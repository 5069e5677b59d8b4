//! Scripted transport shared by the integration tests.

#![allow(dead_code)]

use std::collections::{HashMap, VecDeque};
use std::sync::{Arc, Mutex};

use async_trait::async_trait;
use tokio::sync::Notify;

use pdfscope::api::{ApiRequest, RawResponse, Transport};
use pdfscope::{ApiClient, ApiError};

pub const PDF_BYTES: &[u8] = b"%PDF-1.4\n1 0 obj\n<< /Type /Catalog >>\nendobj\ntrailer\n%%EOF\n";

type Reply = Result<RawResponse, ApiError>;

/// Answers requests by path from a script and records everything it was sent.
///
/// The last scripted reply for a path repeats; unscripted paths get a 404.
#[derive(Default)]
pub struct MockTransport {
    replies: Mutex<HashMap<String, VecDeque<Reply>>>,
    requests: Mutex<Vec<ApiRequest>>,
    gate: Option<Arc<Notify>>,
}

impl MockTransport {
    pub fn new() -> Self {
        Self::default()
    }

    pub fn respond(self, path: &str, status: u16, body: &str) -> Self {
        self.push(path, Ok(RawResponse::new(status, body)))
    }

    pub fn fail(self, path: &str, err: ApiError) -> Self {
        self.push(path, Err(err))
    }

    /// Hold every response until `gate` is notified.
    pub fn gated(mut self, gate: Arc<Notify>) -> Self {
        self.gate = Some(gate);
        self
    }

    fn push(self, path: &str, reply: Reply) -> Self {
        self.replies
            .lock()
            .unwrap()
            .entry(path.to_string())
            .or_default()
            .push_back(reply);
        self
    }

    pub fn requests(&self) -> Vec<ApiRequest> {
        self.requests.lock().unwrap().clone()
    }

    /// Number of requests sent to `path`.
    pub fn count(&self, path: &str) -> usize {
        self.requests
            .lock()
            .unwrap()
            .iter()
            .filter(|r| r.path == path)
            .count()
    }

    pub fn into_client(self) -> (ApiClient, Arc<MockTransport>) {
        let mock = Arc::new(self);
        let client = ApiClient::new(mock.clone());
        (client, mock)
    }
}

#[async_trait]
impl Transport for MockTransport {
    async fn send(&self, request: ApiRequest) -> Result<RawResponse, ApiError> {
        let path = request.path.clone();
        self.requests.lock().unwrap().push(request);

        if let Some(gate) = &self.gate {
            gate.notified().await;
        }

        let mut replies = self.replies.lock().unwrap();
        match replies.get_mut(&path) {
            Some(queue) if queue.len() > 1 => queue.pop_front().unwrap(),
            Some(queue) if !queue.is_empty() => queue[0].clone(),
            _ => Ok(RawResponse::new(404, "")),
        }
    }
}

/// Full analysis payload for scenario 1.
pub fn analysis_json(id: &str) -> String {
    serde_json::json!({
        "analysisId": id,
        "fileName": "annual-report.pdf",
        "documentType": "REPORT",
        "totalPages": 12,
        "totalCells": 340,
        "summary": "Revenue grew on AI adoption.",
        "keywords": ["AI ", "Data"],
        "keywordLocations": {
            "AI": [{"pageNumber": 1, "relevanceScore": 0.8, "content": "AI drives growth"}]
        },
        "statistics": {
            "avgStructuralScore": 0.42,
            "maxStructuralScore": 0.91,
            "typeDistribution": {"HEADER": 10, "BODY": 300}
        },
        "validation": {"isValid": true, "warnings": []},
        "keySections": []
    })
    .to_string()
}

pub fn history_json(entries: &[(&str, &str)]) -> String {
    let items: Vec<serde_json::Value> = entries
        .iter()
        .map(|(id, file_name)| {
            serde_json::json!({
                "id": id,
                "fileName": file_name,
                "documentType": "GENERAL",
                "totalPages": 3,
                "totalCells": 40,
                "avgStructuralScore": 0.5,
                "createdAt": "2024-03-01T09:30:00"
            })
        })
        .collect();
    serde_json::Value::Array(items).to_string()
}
○ ○ ○ ○ ○
### WORK INSTRUCTION
Which lines above contain the word "MockTransport"? Show each of them.

### OUTPUT FOR THIS TASK
pub struct MockTransport {
impl MockTransport {
    pub fn into_client(self) -> (ApiClient, Arc<MockTransport>) {
impl Transport for MockTransport {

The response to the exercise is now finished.